**Work instructions**. Check each line of the entries below for the string "metadata"; copy every line where it appears.

**Records supplied**.
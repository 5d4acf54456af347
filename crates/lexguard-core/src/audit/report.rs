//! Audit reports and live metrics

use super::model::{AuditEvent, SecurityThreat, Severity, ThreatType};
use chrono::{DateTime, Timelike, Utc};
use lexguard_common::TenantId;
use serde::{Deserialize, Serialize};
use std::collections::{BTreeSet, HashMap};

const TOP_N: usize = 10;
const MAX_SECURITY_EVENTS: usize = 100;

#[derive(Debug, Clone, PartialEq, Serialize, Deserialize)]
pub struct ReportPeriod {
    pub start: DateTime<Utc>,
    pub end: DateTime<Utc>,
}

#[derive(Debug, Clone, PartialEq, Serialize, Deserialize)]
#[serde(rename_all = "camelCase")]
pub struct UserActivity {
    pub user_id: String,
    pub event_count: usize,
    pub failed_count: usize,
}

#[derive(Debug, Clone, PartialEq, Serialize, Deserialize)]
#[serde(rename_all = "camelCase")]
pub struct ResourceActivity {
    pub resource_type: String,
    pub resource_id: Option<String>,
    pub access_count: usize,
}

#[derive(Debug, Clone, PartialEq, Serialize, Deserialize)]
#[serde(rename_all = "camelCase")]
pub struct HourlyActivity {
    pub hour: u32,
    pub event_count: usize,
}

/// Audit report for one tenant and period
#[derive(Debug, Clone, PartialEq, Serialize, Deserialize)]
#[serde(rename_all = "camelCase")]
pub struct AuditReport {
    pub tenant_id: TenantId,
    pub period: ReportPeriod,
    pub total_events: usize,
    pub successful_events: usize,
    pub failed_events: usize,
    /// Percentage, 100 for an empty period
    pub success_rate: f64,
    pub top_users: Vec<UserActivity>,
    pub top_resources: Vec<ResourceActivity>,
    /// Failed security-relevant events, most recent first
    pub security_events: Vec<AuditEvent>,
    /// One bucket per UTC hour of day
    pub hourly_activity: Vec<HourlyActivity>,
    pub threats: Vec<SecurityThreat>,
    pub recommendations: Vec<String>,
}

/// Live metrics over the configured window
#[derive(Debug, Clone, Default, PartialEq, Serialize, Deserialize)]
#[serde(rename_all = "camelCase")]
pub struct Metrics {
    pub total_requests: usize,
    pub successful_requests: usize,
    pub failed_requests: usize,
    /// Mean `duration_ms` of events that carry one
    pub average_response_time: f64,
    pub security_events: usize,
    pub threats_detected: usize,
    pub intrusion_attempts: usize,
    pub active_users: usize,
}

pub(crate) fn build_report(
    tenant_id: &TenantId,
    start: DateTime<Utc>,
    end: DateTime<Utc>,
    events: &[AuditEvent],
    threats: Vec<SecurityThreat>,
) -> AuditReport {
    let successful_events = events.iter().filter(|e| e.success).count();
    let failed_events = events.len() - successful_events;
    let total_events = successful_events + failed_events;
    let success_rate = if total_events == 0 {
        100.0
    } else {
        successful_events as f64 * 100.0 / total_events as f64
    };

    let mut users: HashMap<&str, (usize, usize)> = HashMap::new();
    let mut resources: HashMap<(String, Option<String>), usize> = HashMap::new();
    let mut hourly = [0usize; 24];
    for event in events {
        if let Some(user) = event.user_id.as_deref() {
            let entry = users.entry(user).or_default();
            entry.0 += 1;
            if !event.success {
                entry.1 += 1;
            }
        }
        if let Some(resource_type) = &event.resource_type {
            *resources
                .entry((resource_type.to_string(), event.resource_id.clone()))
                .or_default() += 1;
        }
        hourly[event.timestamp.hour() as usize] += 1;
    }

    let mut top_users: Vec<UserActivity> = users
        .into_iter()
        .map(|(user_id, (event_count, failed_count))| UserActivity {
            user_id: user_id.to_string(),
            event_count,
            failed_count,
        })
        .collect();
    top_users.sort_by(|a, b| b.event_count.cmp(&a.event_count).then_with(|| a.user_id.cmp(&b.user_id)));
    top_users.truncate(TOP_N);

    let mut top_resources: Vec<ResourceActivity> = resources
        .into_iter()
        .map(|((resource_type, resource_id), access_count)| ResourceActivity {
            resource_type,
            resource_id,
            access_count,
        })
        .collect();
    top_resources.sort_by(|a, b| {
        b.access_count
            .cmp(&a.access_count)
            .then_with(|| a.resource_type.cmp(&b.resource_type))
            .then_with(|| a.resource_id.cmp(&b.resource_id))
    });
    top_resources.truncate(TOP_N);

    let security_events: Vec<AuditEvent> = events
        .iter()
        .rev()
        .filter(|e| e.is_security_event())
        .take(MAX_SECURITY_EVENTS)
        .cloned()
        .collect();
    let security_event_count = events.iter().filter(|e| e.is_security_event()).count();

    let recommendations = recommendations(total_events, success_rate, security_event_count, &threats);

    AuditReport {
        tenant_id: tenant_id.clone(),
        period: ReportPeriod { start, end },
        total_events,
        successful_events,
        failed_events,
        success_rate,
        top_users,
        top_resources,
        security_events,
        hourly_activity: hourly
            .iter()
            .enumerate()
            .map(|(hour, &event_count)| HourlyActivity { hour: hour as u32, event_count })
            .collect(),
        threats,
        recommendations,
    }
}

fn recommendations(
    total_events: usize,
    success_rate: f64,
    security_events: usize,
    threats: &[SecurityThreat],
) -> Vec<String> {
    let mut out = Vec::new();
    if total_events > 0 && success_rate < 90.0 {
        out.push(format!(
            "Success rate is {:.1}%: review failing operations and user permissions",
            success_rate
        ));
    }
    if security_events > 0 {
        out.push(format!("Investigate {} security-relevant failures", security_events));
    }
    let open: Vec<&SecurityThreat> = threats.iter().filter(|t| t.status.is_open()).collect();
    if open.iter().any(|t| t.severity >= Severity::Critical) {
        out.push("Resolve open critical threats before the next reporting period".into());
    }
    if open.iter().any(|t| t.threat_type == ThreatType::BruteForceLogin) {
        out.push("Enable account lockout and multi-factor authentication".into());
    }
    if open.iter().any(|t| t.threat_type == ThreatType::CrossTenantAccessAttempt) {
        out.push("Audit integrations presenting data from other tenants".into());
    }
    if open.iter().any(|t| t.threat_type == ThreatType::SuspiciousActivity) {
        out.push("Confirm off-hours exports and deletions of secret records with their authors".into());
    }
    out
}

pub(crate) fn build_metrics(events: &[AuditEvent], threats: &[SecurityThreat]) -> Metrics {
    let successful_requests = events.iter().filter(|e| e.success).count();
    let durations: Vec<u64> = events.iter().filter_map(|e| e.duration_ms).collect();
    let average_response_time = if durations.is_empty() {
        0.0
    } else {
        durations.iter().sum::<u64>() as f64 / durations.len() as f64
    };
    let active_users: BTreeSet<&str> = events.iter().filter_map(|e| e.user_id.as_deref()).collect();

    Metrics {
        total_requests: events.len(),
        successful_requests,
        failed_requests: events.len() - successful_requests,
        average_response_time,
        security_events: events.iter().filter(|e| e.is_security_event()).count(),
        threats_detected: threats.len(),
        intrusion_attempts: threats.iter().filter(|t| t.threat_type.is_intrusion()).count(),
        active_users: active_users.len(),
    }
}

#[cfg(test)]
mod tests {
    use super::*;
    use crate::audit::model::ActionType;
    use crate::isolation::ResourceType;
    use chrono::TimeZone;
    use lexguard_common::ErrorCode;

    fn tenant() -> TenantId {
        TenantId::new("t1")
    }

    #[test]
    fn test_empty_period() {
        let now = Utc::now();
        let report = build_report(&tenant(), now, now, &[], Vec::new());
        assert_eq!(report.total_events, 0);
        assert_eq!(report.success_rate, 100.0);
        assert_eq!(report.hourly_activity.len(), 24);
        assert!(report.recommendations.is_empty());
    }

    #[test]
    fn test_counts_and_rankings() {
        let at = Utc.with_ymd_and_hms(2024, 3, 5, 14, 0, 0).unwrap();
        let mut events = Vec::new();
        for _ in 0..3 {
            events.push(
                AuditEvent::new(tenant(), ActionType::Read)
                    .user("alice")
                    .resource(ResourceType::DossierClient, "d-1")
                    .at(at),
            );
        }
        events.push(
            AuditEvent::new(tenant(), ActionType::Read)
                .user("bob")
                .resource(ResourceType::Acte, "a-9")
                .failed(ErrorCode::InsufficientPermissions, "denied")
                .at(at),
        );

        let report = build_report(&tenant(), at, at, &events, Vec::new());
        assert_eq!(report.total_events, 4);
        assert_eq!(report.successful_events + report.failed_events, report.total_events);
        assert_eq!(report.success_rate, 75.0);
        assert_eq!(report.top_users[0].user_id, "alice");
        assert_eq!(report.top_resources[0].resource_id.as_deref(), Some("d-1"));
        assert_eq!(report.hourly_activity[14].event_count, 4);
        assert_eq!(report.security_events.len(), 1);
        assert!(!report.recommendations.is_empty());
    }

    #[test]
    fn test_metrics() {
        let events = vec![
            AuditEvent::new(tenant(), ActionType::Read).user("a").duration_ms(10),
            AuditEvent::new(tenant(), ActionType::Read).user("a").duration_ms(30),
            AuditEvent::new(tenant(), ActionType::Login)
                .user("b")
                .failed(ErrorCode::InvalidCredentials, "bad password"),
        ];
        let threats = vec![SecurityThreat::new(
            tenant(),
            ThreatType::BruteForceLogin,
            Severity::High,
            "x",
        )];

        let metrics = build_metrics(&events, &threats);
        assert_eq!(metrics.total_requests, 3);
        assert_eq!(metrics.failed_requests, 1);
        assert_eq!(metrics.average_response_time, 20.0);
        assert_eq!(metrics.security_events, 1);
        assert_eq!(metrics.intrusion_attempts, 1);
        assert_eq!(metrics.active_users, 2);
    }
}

==

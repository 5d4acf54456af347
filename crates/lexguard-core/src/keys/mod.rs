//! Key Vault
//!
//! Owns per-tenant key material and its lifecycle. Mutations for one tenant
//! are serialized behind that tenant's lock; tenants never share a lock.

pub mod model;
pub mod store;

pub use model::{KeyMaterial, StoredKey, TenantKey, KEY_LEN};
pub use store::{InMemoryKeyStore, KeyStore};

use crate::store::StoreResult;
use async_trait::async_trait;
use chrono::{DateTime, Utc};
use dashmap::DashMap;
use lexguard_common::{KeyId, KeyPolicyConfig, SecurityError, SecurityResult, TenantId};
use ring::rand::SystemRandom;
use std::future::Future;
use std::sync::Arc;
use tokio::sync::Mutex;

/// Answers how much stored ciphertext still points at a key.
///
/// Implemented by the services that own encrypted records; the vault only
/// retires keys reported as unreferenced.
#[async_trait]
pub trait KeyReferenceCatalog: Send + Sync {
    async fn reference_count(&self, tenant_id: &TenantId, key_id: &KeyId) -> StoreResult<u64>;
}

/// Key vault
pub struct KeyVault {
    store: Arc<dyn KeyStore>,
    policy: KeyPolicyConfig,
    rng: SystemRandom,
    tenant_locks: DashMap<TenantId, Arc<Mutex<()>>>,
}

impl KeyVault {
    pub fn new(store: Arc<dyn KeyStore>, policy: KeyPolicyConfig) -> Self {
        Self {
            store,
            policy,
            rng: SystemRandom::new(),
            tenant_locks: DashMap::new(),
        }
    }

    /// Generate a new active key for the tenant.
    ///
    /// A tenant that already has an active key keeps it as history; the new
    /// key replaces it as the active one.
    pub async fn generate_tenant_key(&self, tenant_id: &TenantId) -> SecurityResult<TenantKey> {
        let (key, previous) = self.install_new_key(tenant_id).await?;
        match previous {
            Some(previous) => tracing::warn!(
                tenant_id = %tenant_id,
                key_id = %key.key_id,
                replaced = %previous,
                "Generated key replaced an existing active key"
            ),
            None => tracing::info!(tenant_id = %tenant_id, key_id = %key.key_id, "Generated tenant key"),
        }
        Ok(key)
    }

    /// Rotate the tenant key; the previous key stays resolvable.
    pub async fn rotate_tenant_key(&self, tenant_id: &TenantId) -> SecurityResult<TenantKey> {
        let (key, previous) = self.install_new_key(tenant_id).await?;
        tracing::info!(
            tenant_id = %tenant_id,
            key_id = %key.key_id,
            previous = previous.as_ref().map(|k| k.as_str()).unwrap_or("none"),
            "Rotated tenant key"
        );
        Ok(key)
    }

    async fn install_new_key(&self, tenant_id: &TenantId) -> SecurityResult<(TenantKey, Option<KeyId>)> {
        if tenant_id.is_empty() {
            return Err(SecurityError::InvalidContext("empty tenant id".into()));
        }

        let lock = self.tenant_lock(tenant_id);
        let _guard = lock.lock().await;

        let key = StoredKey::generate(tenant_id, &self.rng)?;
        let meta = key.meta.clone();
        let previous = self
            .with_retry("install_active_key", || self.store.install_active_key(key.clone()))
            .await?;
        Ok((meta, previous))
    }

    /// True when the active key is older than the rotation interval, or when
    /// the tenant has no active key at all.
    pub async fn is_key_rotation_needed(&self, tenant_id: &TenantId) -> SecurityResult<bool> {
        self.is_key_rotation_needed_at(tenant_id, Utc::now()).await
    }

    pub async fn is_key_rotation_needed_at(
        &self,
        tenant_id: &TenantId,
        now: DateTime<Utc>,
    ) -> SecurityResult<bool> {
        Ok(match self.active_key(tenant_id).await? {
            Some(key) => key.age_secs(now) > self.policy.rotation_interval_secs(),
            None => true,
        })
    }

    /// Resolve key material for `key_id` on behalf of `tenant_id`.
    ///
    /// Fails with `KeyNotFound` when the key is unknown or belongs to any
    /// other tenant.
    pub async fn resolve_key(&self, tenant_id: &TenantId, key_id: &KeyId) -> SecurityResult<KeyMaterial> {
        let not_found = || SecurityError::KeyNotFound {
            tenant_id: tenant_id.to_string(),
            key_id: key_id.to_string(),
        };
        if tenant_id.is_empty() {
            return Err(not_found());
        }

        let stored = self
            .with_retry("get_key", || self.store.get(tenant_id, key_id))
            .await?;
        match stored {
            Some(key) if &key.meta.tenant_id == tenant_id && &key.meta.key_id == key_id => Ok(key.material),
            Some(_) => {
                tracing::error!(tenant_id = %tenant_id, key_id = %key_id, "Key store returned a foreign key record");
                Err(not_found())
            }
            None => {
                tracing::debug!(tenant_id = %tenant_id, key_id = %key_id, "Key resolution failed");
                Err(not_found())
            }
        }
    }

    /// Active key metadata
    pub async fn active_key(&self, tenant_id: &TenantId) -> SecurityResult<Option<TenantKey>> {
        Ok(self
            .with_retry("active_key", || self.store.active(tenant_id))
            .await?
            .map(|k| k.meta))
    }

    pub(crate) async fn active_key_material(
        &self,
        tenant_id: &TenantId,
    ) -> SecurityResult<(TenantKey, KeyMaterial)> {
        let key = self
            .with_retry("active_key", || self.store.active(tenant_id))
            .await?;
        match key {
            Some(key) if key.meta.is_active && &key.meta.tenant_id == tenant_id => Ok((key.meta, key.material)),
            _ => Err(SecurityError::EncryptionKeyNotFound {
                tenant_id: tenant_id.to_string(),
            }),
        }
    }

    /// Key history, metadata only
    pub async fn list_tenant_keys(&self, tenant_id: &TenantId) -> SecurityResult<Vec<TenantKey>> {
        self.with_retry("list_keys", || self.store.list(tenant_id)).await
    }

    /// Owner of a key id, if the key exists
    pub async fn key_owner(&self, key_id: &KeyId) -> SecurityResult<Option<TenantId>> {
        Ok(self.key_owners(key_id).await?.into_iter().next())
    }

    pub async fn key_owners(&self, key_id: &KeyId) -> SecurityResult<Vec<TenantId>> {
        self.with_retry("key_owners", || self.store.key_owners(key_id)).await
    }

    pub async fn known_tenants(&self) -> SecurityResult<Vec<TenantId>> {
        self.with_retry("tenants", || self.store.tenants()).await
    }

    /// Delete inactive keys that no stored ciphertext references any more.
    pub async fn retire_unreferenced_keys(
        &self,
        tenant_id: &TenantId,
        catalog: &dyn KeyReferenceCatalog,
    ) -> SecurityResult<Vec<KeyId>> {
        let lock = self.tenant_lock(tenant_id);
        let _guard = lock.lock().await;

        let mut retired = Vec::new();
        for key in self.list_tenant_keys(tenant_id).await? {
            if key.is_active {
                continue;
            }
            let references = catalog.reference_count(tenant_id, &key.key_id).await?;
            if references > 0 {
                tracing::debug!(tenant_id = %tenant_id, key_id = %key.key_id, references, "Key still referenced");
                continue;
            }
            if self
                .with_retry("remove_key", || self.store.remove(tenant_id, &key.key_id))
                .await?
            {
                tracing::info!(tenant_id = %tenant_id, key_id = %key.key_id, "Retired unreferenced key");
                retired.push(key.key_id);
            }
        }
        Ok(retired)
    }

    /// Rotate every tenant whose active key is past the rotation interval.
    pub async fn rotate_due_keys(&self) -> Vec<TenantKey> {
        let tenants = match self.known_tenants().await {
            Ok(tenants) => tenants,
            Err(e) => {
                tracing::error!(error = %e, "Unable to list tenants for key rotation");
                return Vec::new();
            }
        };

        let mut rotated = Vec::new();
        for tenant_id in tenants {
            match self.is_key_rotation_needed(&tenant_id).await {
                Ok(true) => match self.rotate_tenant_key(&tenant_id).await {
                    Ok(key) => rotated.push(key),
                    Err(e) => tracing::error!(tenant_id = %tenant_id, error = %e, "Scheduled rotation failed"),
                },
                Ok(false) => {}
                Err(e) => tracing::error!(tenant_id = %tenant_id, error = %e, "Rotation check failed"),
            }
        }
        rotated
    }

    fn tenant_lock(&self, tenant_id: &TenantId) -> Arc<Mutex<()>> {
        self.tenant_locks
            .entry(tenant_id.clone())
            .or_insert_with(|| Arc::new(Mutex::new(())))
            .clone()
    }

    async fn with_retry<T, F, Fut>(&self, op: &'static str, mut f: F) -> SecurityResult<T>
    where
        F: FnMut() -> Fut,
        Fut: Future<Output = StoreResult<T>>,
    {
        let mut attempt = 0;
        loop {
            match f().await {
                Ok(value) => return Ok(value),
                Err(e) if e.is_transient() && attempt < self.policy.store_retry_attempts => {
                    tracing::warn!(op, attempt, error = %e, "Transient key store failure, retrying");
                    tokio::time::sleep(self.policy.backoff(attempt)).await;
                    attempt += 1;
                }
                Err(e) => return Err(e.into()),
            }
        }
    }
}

**Answer box**.
    /// Active key metadata
    /// Key history, metadata only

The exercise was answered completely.